The point is not to fault the reporter who reported the story, or the editor who made the call to play it a particular way. The point is the existential impossibility of newspapers belatedly understanding their incapacity to bring the news of the world to anyone.
Their return to relevance would require an entire re-ordering of their purpose and their being. They would have to become their antithesis. They would have to become "not news" papers by bold design rather than just from their present failure to learn what they need to learn to survive.
For example, hidden in the deepest depths of today's Globe is a first-rate column by a writer named Chrystia Freeland on a serious academic study of the American Tea Party movement.
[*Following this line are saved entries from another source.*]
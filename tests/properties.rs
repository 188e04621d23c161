use std::sync::OnceLock;

use proptest::prelude::*;

use zonelooker::*;

/// Generate valid latitude values
fn latitude_strategy() -> impl Strategy<Value = f64> {
    -90.0..=90.0
}

/// Generate valid longitude values
fn longitude_strategy() -> impl Strategy<Value = f64> {
    -180.0..=180.0
}

/// Longitudes strictly inside (-180, 180) that survive wrapping exactly
fn exact_longitude_strategy() -> impl Strategy<Value = f64> {
    (-11519i32..=11519).prop_map(|i| i as f64 / 64.0)
}

/// A 4 pixel per degree world: a few overlapping blocks,
/// a ragged diagonal coast, and a zone hugging the antimeridian.
fn world() -> &'static Raster {
    static WORLD: OnceLock<Raster> = OnceLock::new();
    WORLD.get_or_init(|| {
        let mut raster = Raster::new(4).unwrap();
        let land = raster.add_zone("LAND").unwrap();
        let isle = raster.add_zone("ISLE").unwrap();
        let date = raster.add_zone("DATE").unwrap();
        let steps = raster.add_zone("STEPS").unwrap();

        raster.fill_region(72.0, -30.0, -40.0, 60.0, Some(land)).unwrap();
        raster.fill_region(10.25, 5.5, 8.0, 7.75, Some(isle)).unwrap();
        raster.fill_region(30.0, 20.0, 20.0, 30.0, None).unwrap();
        raster.fill_region(60.0, 177.5, -60.0, 180.0, Some(date)).unwrap();
        raster.fill_region(60.0, -180.0, -60.0, -178.25, Some(date)).unwrap();
        for step in 0..40 {
            let north = -10.0 - step as f64;
            let east = 100.0 + step as f64 * 1.25;
            raster
                .fill_region(north, 90.0, north - 0.75, east, Some(steps))
                .unwrap();
        }
        raster
    })
}

fn raster_table() -> &'static ZoneTable {
    static TABLE: OnceLock<ZoneTable> = OnceLock::new();
    TABLE.get_or_init(|| ZoneTable::from_bytes("world", &world().to_bytes()).unwrap())
}

fn tiled_table() -> &'static ZoneTable {
    static TABLE: OnceLock<ZoneTable> = OnceLock::new();
    TABLE.get_or_init(|| {
        let bytes = TableBuilder::new(world()).build().unwrap();
        ZoneTable::from_bytes("world", &bytes).unwrap()
    })
}

fn tables() -> [&'static ZoneTable; 2] {
    [raster_table(), tiled_table()]
}

proptest! {
    /// The same point always lands in the same zone.
    #[test]
    fn deterministic(lat in latitude_strategy(), lon in longitude_strategy()) {
        for table in tables() {
            prop_assert_eq!(table.lookup(lat, lon), table.lookup(lat, lon));
        }
    }

    /// Every in-range point maps to exactly one cell,
    /// and looks up whatever that cell holds.
    #[test]
    fn total_coverage(lat in latitude_strategy(), lon in longitude_strategy()) {
        for table in tables() {
            let pixel = table.pixel(lat, lon);
            prop_assert!(pixel.x < table.columns());
            prop_assert!(pixel.y < table.rows());
            prop_assert_eq!(table.lookup(lat, lon), table.lookup_pixel(pixel.x, pixel.y));
            prop_assert!(table.try_lookup(lat, lon).is_ok());
        }
    }

    /// Nothing panics, whatever garbage comes in.
    #[test]
    fn any_input(lat in any::<f64>(), lon in any::<f64>()) {
        for table in tables() {
            let pixel = table.pixel(lat, lon);
            prop_assert!(pixel.x < table.columns());
            prop_assert!(pixel.y < table.rows());
            let _ = table.lookup(lat, lon);
        }
    }

    /// Tiling doesn't lose anything.
    #[test]
    fn tiles_match_raster(lat in latitude_strategy(), lon in longitude_strategy()) {
        prop_assert_eq!(raster_table().lookup(lat, lon), tiled_table().lookup(lat, lon));
    }

    /// +180 is the last column and -180 is the first, at any latitude.
    #[test]
    fn antimeridian(lat in latitude_strategy()) {
        for table in tables() {
            let y = table.pixel(lat, 0.0).y;
            prop_assert_eq!(table.pixel(lat, 180.0).x, table.columns() - 1);
            prop_assert_eq!(table.pixel(lat, -180.0).x, 0);
            prop_assert_eq!(table.lookup(lat, 180.0), table.lookup_pixel(table.columns() - 1, y));
            prop_assert_eq!(table.lookup(lat, -180.0), table.lookup_pixel(0, y));
        }
    }

    /// Going all the way around the world gets you back where you started.
    #[test]
    fn longitude_wraps(lat in latitude_strategy(), lon in exact_longitude_strategy()) {
        for table in tables() {
            prop_assert_eq!(table.lookup(lat, lon + 360.0), table.lookup(lat, lon));
            prop_assert_eq!(table.lookup(lat, lon - 720.0), table.lookup(lat, lon));
            prop_assert!(table.try_lookup(lat, lon + 360.0).is_err());
        }
    }

    /// Past the poles is the poles.
    #[test]
    fn latitude_clamps(past in 0.0..1000.0f64, lon in longitude_strategy()) {
        for table in tables() {
            prop_assert_eq!(table.lookup(90.0 + past, lon), table.lookup(90.0, lon));
            prop_assert_eq!(table.lookup(-90.0 - past, lon), table.lookup(-90.0, lon));
        }
    }
}

proptest! {
    // Every case builds a whole world, so don't make too many.
    #![proptest_config(ProptestConfig::with_cases(24))]

    /// Dimensions follow from resolution, and resolution survives a trip to disk.
    #[test]
    fn resolution_invariant(degree_pixels in 1u16..=8) {
        let raster = Raster::new(degree_pixels).unwrap();
        let bytes = TableBuilder::new(&raster).build().unwrap();
        let table = ZoneTable::from_bytes("empty", &bytes).unwrap();
        prop_assert_eq!(table.resolution(), degree_pixels as u32);
        prop_assert_eq!(table.rows(), 180 * table.resolution());
        prop_assert_eq!(table.columns(), 360 * table.resolution());
        prop_assert_eq!(table.lookup(0.0, 0.0), None);
    }
}

#[test]
fn antimeridian_zone() {
    for table in tables() {
        assert_eq!(table.lookup(0.0, 180.0).unwrap(), "DATE");
        assert_eq!(table.lookup(0.0, -180.0).unwrap(), "DATE");
        assert_eq!(table.lookup(0.0, 179.9).unwrap(), "DATE");
        assert!(table.lookup(0.0, 170.0).is_none());
    }
}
There is nothing in it that qualifies as "news" conventionally defined. Nor is it mere hyper-partisan commentary of the kind that, in Conrad Black's immortal phrase, flows like sludge through the op-ed pages of far too many newspapers.
What it brings to the table is that most non-journalistic of qualities: understanding.
Frankly, I don't care much about the Tea Party. I do care about understanding significant political movements, particularly when untruths are empirically dispelled along the way. Freeland's piece hit the mark and left me asking for more.
Would putting content such as Freeland's column on the front page "save" newspapers? No. They can't be saved, which doesn't mean they won't continue some kind of existence for many years yet. It's called being doomed.
The great Lachine, Quebec-born novelist, Saul Bellow, ironically titled one of his novels More Die of Heartbreak. The irony was that in the novel, as in so much of Bellow's work, the world is a place where most die of habits that make it impossible to learn how to be something new.